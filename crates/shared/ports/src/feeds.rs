use async_trait::async_trait;
use proteus_core::{Fill, MarketEvent};

/// Port for the market data collaborator.
///
/// Events arrive ordered per (asset, timeframe) but delivery is only
/// at-least-once; consumers deduplicate by sample timestamp.
#[async_trait]
pub trait MarketDataFeed: Send {
    /// Next market event, or None once the feed is closed
    async fn next_event(&mut self) -> Option<MarketEvent>;

    /// Feed name for logging
    fn name(&self) -> &str {
        "MarketDataFeed"
    }
}

/// Port for execution results flowing back from the venue
#[async_trait]
pub trait FillFeed: Send {
    /// Next fill, or None once the feed is closed
    async fn next_fill(&mut self) -> Option<Fill>;
}
//! Proteus Ports
//!
//! Port definitions (traits) for the Proteus strategy engine.
//! These define the boundaries between domain logic and infrastructure.

mod clock;
mod error;
mod feeds;
mod store;

pub use clock::Clock;
pub use error::{StoreError, StoreResult};
pub use feeds::{FillFeed, MarketDataFeed};
pub use store::{
    AdaptationRow, PerformanceSnapshotRow, RiskViolationRow, StateStore, StrategyRow,
};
# # # # # # #
## [WHAT THE EXERCISE ASKS]
Copy each line from the data above that includes "feeds".

## [SOLUTION]
filename crates/shared/ports/src/feeds.rs
mod feeds;
pub use feeds::{FillFeed, MarketDataFeed};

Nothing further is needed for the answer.